DATASET EXTRACT>

══════

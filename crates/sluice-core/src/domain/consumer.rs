//! Consumer descriptors.
//!
//! Durability is never inferred: callers pick [`Durability::Durable`] or
//! [`Durability::Ephemeral`] when they create the builder.

use std::fmt;
use std::str::FromStr;
use std::time::Duration;

use chrono::{DateTime, Utc};
use serde::{Deserialize, Serialize};
use ulid::Ulid;

use super::subject;
use crate::error::HarnessError;

#[derive(Debug, Clone, Copy, PartialEq, Eq, Serialize, Deserialize)]
#[serde(rename_all = "snake_case")]
pub enum Durability {
    /// Registered under a durable name; survives client disconnects.
    Durable,
    /// Reclaimed by the broker after the inactivity threshold.
    Ephemeral,
}

impl FromStr for Durability {
    type Err = HarnessError;

    fn from_str(s: &str) -> Result<Self, Self::Err> {
        match s.to_ascii_lowercase().as_str() {
            "durable" => Ok(Durability::Durable),
            "ephemeral" => Ok(Durability::Ephemeral),
            other => Err(HarnessError::InvalidConfig(format!(
                "durability must be `durable` or `ephemeral`, got `{other}`"
            ))),
        }
    }
}

impl fmt::Display for Durability {
    fn fmt(&self, f: &mut fmt::Formatter<'_>) -> fmt::Result {
        match self {
            Durability::Durable => f.write_str("durable"),
            Durability::Ephemeral => f.write_str("ephemeral"),
        }
    }
}

#[derive(Debug, Clone, Copy, PartialEq, Eq, Serialize, Deserialize)]
#[serde(rename_all = "snake_case")]
pub enum AckPolicy {
    /// Every message must be acknowledged individually.
    Explicit,
    /// Delivery counts as acknowledgment.
    None,
    /// Acknowledging a message acknowledges everything before it.
    All,
}

#[derive(Debug, Clone, Copy, PartialEq, Eq, Serialize, Deserialize)]
#[serde(rename_all = "snake_case")]
pub enum DeliverPolicy {
    All,
    Last,
    New,
    LastPerSubject,
    ByStartSequence { start_sequence: u64 },
    /// Only ever observed on existing consumers; not accepted by the builder.
    ByStartTime,
}

#[derive(Debug, Clone, Copy, PartialEq, Eq, Serialize, Deserialize)]
#[serde(rename_all = "snake_case")]
pub enum ReplayPolicy {
    /// As fast as possible.
    Instant,
    /// At the rate the messages were originally published.
    Original,
}

/// A validated pull-consumer descriptor.
#[derive(Debug, Clone, PartialEq, Eq, Serialize, Deserialize)]
pub struct ConsumerSpec {
    pub(crate) name: String,
    pub(crate) durability: Durability,
    /// Empty means the whole stream.
    pub(crate) filter_subject: String,
    /// Zero means never reclaimed.
    pub(crate) inactive_threshold: Duration,
    pub(crate) ack_wait: Duration,
    pub(crate) ack_policy: AckPolicy,
    pub(crate) deliver_policy: DeliverPolicy,
    pub(crate) replay_policy: ReplayPolicy,
    /// `-1` means unlimited redeliveries.
    pub(crate) max_deliver: i64,
    pub(crate) description: Option<String>,
}

impl ConsumerSpec {
    pub fn durable(name: impl Into<String>) -> ConsumerSpecBuilder {
        ConsumerSpecBuilder::new(name.into(), Durability::Durable)
    }

    /// An ephemeral consumer; a unique name is generated when `name` is `None`.
    pub fn ephemeral(name: Option<String>) -> ConsumerSpecBuilder {
        let name = name.unwrap_or_else(|| format!("sluice-{}", Ulid::new().to_string().to_lowercase()));
        ConsumerSpecBuilder::new(name, Durability::Ephemeral)
    }

    pub fn builder(name: impl Into<String>, durability: Durability) -> ConsumerSpecBuilder {
        ConsumerSpecBuilder::new(name.into(), durability)
    }

    pub fn name(&self) -> &str {
        &self.name
    }

    pub fn durability(&self) -> Durability {
        self.durability
    }

    pub fn filter_subject(&self) -> &str {
        &self.filter_subject
    }

    pub fn inactive_threshold(&self) -> Duration {
        self.inactive_threshold
    }

    pub fn ack_wait(&self) -> Duration {
        self.ack_wait
    }

    pub fn ack_policy(&self) -> AckPolicy {
        self.ack_policy
    }

    pub fn deliver_policy(&self) -> DeliverPolicy {
        self.deliver_policy
    }

    pub fn replay_policy(&self) -> ReplayPolicy {
        self.replay_policy
    }

    pub fn max_deliver(&self) -> i64 {
        self.max_deliver
    }

    pub fn description(&self) -> Option<&str> {
        self.description.as_deref()
    }

    /// Does this consumer's filter select messages on `subject`?
    pub fn selects(&self, subject: &str) -> bool {
        self.filter_subject.is_empty() || subject::matches(&self.filter_subject, subject)
    }

    /// Attributes of `existing` that differ from this (requested) descriptor.
    pub fn mismatches(&self, existing: &ConsumerSpec) -> Vec<&'static str> {
        let mut fields = Vec::new();
        if self.name != existing.name {
            fields.push("name");
        }
        if self.durability != existing.durability {
            fields.push("durable_name");
        }
        if self.filter_subject != existing.filter_subject {
            fields.push("filter_subject");
        }
        if self.inactive_threshold != existing.inactive_threshold {
            fields.push("inactive_threshold");
        }
        if self.ack_wait != existing.ack_wait {
            fields.push("ack_wait");
        }
        if self.ack_policy != existing.ack_policy {
            fields.push("ack_policy");
        }
        if self.deliver_policy != existing.deliver_policy {
            fields.push("deliver_policy");
        }
        if self.replay_policy != existing.replay_policy {
            fields.push("replay_policy");
        }
        if self.max_deliver != existing.max_deliver {
            fields.push("max_deliver");
        }
        if self.description != existing.description {
            fields.push("description");
        }
        fields
    }
}

pub struct ConsumerSpecBuilder {
    spec: ConsumerSpec,
}

impl ConsumerSpecBuilder {
    fn new(name: String, durability: Durability) -> Self {
        Self {
            spec: ConsumerSpec {
                name,
                durability,
                filter_subject: String::new(),
                inactive_threshold: Duration::ZERO,
                ack_wait: Duration::from_secs(30),
                ack_policy: AckPolicy::Explicit,
                deliver_policy: DeliverPolicy::All,
                replay_policy: ReplayPolicy::Instant,
                max_deliver: -1,
                description: None,
            },
        }
    }

    pub fn filter_subject(mut self, subject: impl Into<String>) -> Self {
        self.spec.filter_subject = subject.into();
        self
    }

    pub fn inactive_threshold(mut self, threshold: Duration) -> Self {
        self.spec.inactive_threshold = threshold;
        self
    }

    pub fn ack_wait(mut self, ack_wait: Duration) -> Self {
        self.spec.ack_wait = ack_wait;
        self
    }

    pub fn ack_policy(mut self, policy: AckPolicy) -> Self {
        self.spec.ack_policy = policy;
        self
    }

    pub fn deliver_policy(mut self, policy: DeliverPolicy) -> Self {
        self.spec.deliver_policy = policy;
        self
    }

    pub fn replay_policy(mut self, policy: ReplayPolicy) -> Self {
        self.spec.replay_policy = policy;
        self
    }

    pub fn max_deliver(mut self, max_deliver: i64) -> Self {
        self.spec.max_deliver = max_deliver;
        self
    }

    pub fn description(mut self, description: impl Into<String>) -> Self {
        self.spec.description = Some(description.into());
        self
    }

    pub fn build(self) -> Result<ConsumerSpec, HarnessError> {
        let spec = self.spec;
        if !subject::is_valid_name(&spec.name) {
            return Err(HarnessError::InvalidConfig(format!(
                "invalid consumer name `{}`",
                spec.name
            )));
        }
        if !spec.filter_subject.is_empty() && !subject::is_valid_pattern(&spec.filter_subject) {
            return Err(HarnessError::InvalidConfig(format!(
                "consumer `{}` has invalid filter subject `{}`",
                spec.name, spec.filter_subject
            )));
        }
        if spec.ack_wait.is_zero() {
            return Err(HarnessError::InvalidConfig("ack_wait must be positive".into()));
        }
        if spec.max_deliver == 0 || spec.max_deliver < -1 {
            return Err(HarnessError::InvalidConfig(format!(
                "max_deliver must be -1 (unlimited) or positive, got {}",
                spec.max_deliver
            )));
        }
        if spec.deliver_policy == DeliverPolicy::ByStartTime {
            return Err(HarnessError::InvalidConfig(
                "deliver_policy by_start_time is not supported".into(),
            ));
        }
        Ok(spec)
    }
}

/// The broker's view of a consumer.
#[derive(Debug, Clone, Serialize, Deserialize)]
pub struct ConsumerInfo {
    pub stream_name: String,
    pub name: String,
    pub config: ConsumerSpec,
    pub created: DateTime<Utc>,
    /// Messages matching the filter not yet delivered.
    pub num_pending: u64,
    /// Delivered but not yet acknowledged.
    pub num_ack_pending: usize,
    /// Highest stream sequence handed out.
    pub delivered_stream_seq: u64,
}

#[cfg(test)]
mod tests {
    use super::*;
    use rstest::rstest;

    fn queue_consumer() -> ConsumerSpecBuilder {
        ConsumerSpec::durable("queue-consumer")
            .filter_subject("some.subject")
            .inactive_threshold(Duration::from_secs(5))
            .ack_wait(Duration::from_secs(2))
            .description("queue consumer")
    }

    #[rstest]
    #[case("durable", Durability::Durable)]
    #[case("Ephemeral", Durability::Ephemeral)]
    fn durability_parses(#[case] input: &str, #[case] expected: Durability) {
        assert_eq!(input.parse::<Durability>().unwrap(), expected);
    }

    #[test]
    fn durability_rejects_unknown() {
        assert!("sometimes".parse::<Durability>().is_err());
    }

    #[test]
    fn ephemeral_without_name_gets_unique_name() {
        let a = ConsumerSpec::ephemeral(None).build().unwrap();
        let b = ConsumerSpec::ephemeral(None).build().unwrap();
        assert_ne!(a.name(), b.name());
        assert_eq!(a.durability(), Durability::Ephemeral);
    }

    #[rstest]
    #[case::zero_ack_wait(queue_consumer().ack_wait(Duration::ZERO))]
    #[case::bad_filter(queue_consumer().filter_subject("some..subject"))]
    #[case::zero_max_deliver(queue_consumer().max_deliver(0))]
    #[case::start_time(queue_consumer().deliver_policy(DeliverPolicy::ByStartTime))]
    fn builder_rejects_invalid(#[case] builder: ConsumerSpecBuilder) {
        assert!(matches!(builder.build(), Err(HarnessError::InvalidConfig(_))));
    }

    #[test]
    fn mismatches_report_changed_policies() {
        let requested = queue_consumer().build().unwrap();
        let existing = queue_consumer()
            .ack_wait(Duration::from_secs(30))
            .ack_policy(AckPolicy::All)
            .build()
            .unwrap();
        assert_eq!(requested.mismatches(&existing), vec!["ack_wait", "ack_policy"]);
        assert!(requested.mismatches(&requested.clone()).is_empty());
    }

    #[test]
    fn empty_filter_selects_everything() {
        let spec = ConsumerSpec::durable("c").build().unwrap();
        assert!(spec.selects("anything.at.all"));
        let filtered = queue_consumer().build().unwrap();
        assert!(filtered.selects("some.subject"));
        assert!(!filtered.selects("other.subject"));
    }
}
//! sluice-core
//!
//! Building blocks for a JetStream work-queue harness: declare a stream and a
//! pull consumer idempotently, publish a batch, then pull and acknowledge
//! until told to stop.
//!
//! # Modules
//! - **domain**: validated descriptors (connection, stream, consumer, message)
//! - **ports**: broker seams (StreamAdmin, MessageBus, PullSubscription, Delivery)
//! - **impls**: NatsBroker (async-nats) and InMemoryBroker
//! - **app**: reconciliation, publish, pull loop, cleanup guard, Harness
//! - **error**: HarnessError

pub mod app;
pub mod domain;
pub mod error;
pub mod impls;
pub mod ports;

pub use error::HarnessError;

══════

TASK DETAILS>
Filter the records above and copy every line that contains the word "push".

REPLY TO THE TASK>
            fields.push("name");
            fields.push("durable_name");
            fields.push("filter_subject");
            fields.push("inactive_threshold");
            fields.push("ack_wait");
            fields.push("ack_policy");
            fields.push("deliver_policy");
            fields.push("replay_policy");
            fields.push("max_deliver");
            fields.push("description");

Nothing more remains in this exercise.